Study on dental radiographs full of flaws
Dr. W. Gifford-Jones, a prolific syndicated pseudonymous newspaper columnist, has written an article on the purported dangers of radiation from dental radiographs. Well known to Canadian skeptics for advocating placebo cures, blaming dirty electricity for a host of common ailments, and promoting accusations that Health Canada is terrorizing the proprietors of health food stores, his most recent piece cautions readers to be careful of prescribed dental radiographs.
He refers to X-rays taken for orthodontic purposes but doesn't seem to understand that most radiographs taken in a dental office are to diagnose tooth decay, periodontal disease or actual cancers within the bones.
As with a lot of other topics he writes about he picks and chooses phrases from studies and states them to get the most reaction from readers.
He is also known for promoting the fact that cell phone use can cause a similar cancer in those users and promoting his own Vitamin C based cure-all both on his website and in presentations.
He is not a specialist in any particular region of medicine and has been writing these columns for years so I have no idea if he is even still licensed to practice anywhere.
The fact he was born in 1924 may also have some bearing on the science he believes in as well.
The actual study he mentions has so many flaws in it that peer reviews have stated it has no real foundation in science as most of the subjects were asked to remember the number and type radiographs they had done some up to 50 years ago.
I can't remember the last radiograph I had for anything let alone one 50 years ago.
As with the loons that go on about vaccines, people like Jones make their living by stating the ridiculous and selling columns in papers.
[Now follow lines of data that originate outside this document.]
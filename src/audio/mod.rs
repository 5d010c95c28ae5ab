//! # Audio Module
//!
//! Everything that talks to the audio node lives here. The bot and the HTTP
//! API only see the [`AudioClient`] trait; actual decoding and streaming happen
//! on the node.
//!
//! ## Components
//!
//! ### [`client`] - Audio client seam
//! - Per-guild player handles (existence, creation, connect)
//! - Track loading and decoding
//! - Player updates, skip, queue inspection
//! - Voice receive subscription
//!
//! ### [`node`] - Lavalink node
//! - REST calls against `/v4`
//! - Control websocket (session id, track end events)
//! - Client-side queue per guild
//!
//! ### [`recorder`] - Recording sink
//! - One subscription per guild
//! - Append-only `voice-<userId>.ogg` files, one writer per user at a time
//!
//! ## Example Usage
//!
//! ```rust,no_run
//! use std::sync::Arc;
//! use serenity::all::{GuildId, UserId};
//! use tune_relay::audio::{node::LavalinkNode, AudioClient, PlayerUpdate};
//! use tune_relay::config::NodeConfig;
//!
//! # async fn example() -> anyhow::Result<()> {
//! let node = Arc::new(LavalinkNode::new(NodeConfig::default(), UserId::new(1))?);
//! node.spawn();
//!
//! let guild_id = GuildId::new(123456789);
//! node.create_player(guild_id);
//! node.update(guild_id, PlayerUpdate::Paused(true)).await?;
//! # Ok(())
//! # }
//! ```

pub mod client;
pub mod model;
pub mod node;
pub mod recorder;

pub use client::AudioClient;
pub use model::{
    search_query, ConnectOptions, LoadResult, PlayerUpdate, QueueSnapshot, SpeakingEvent,
    SpeakingKind, TrackData, TrackInfo, VoiceBridge, VoicePayload, VoiceServerInfo,
};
If one would rather believe a doctor who won't even use his own name on an article than a dental professional that they have been seeing for years, go for it.
When you find a dentist who agrees with Jones, he may not tell you his real name either for fear of the malpractice case for not being diligent in taking care of your oral health.
The American Academy of Oral and Maxillofacial Radiology has also responded to this study on dental X-ray risks and continues to endorse careful and judicious use of radiology in dentistry.